• [RECORDS SUPPLIED]:
*** Begin section ***
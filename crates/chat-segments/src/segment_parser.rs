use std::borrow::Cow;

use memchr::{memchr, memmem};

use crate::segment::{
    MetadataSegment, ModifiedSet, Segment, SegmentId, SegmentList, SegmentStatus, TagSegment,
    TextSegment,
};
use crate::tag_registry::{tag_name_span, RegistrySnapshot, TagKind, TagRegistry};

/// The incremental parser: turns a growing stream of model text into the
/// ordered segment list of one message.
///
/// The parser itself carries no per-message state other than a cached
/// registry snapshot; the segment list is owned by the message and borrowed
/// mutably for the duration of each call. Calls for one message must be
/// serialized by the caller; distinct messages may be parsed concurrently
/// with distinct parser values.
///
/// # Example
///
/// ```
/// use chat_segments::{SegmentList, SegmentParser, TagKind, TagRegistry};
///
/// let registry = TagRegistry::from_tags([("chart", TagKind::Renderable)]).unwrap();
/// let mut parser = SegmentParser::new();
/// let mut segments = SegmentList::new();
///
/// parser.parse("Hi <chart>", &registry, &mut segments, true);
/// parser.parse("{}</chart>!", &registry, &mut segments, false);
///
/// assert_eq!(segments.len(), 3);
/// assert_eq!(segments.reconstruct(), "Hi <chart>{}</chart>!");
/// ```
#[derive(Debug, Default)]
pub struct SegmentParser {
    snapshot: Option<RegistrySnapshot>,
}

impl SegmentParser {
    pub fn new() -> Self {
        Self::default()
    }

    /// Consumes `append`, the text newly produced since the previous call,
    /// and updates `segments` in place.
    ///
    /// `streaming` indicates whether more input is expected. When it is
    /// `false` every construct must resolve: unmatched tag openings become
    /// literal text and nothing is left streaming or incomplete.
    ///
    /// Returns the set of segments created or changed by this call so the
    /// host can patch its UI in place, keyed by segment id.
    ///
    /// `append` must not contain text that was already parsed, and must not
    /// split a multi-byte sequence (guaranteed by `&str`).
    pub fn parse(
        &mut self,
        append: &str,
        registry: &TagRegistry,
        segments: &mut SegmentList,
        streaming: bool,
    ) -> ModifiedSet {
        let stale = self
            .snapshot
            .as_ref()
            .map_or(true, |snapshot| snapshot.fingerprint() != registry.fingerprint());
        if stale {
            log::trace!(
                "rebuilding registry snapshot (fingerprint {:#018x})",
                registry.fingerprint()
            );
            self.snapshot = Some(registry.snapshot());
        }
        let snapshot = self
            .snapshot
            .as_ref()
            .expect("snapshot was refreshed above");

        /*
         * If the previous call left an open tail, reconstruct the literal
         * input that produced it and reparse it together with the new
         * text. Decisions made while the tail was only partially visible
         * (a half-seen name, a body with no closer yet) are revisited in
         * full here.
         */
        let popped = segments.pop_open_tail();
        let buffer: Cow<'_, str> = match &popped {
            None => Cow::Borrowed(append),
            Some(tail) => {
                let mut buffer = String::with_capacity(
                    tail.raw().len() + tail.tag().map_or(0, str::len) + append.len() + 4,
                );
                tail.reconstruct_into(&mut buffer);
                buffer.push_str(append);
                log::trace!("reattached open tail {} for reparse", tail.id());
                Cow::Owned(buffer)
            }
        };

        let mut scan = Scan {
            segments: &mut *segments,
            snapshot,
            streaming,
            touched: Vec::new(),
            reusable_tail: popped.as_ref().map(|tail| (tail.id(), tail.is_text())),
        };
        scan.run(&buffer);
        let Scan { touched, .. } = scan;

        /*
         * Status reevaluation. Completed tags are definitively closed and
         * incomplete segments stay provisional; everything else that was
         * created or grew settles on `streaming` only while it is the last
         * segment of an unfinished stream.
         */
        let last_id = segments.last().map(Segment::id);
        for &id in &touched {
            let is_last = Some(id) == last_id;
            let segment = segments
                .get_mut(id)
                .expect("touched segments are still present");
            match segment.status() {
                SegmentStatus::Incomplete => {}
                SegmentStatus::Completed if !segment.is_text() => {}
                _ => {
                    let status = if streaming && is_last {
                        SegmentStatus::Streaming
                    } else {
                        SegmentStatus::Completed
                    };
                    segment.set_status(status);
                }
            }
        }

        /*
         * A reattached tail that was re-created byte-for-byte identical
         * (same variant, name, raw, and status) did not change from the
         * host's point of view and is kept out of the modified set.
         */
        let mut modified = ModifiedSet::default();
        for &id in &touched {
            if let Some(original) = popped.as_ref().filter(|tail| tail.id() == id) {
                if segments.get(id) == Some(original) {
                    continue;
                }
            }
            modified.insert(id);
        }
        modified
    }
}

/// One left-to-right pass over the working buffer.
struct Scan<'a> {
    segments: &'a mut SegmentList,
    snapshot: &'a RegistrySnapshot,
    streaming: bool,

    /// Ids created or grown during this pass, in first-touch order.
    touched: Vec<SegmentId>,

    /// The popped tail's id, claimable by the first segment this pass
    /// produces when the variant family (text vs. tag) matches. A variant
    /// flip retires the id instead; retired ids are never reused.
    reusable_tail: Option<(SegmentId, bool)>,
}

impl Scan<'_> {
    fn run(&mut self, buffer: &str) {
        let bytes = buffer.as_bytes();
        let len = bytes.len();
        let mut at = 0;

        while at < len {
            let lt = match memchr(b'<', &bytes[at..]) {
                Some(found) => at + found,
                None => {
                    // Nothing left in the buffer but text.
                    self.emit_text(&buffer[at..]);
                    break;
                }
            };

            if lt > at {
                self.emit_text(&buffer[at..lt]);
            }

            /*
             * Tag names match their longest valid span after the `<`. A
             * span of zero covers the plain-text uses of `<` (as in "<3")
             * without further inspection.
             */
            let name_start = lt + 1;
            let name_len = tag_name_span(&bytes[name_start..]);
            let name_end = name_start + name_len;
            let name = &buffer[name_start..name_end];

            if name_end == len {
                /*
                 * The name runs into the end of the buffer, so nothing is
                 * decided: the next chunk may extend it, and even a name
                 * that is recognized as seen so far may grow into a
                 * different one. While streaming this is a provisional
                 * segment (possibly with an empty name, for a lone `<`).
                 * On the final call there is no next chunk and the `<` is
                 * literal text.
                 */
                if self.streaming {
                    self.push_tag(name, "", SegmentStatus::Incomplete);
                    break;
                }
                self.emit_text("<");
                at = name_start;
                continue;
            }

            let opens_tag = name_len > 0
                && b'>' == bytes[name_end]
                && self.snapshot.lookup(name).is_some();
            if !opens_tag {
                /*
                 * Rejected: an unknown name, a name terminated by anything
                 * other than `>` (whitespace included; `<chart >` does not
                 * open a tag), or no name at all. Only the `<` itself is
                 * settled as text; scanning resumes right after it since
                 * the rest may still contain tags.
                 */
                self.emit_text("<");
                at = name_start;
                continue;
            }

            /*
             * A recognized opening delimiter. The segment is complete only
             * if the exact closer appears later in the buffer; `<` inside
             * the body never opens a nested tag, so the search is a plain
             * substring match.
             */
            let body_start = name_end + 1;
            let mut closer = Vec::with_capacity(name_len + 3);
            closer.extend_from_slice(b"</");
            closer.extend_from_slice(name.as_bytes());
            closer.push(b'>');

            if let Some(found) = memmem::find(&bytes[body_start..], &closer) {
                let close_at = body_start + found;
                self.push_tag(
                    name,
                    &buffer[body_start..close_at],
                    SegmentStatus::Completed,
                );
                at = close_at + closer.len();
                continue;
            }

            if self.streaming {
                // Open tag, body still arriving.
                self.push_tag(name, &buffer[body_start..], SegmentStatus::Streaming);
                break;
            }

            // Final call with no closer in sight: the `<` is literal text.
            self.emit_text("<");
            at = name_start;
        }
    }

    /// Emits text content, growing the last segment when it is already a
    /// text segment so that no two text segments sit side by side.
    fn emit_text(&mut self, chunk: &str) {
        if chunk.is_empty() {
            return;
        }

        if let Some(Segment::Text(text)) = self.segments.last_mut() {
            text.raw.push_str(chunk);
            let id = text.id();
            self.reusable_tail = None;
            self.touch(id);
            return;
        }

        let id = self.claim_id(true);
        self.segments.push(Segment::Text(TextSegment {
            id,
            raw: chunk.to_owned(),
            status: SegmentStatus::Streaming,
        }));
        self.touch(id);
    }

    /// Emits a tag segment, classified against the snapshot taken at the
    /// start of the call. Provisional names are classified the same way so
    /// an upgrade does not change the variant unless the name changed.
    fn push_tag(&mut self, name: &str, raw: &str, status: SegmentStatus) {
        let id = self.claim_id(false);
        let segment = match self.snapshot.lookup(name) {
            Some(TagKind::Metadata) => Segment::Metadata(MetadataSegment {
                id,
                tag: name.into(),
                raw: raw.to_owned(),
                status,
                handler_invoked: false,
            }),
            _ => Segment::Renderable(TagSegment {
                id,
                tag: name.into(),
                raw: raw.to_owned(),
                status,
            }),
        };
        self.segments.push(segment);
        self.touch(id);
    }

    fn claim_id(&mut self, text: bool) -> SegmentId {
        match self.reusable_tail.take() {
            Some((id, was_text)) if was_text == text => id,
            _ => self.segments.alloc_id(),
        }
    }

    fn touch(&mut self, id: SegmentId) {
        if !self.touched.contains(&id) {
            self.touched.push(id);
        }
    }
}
*** End section ***
• [TRY IT]:
Repeat exactly, please, each line from the beginning of the data through the line with "than a cached" in it, and only those lines.

• [RESPONSE BELOW]:
filename crates/chat-segments/src/segment_parser.rs
use std::borrow::Cow;

use memchr::{memchr, memmem};

use crate::segment::{
    MetadataSegment, ModifiedSet, Segment, SegmentId, SegmentList, SegmentStatus, TagSegment,
    TextSegment,
};
use crate::tag_registry::{tag_name_span, RegistrySnapshot, TagKind, TagRegistry};

/// The incremental parser: turns a growing stream of model text into the
/// ordered segment list of one message.
///
/// The parser itself carries no per-message state other than a cached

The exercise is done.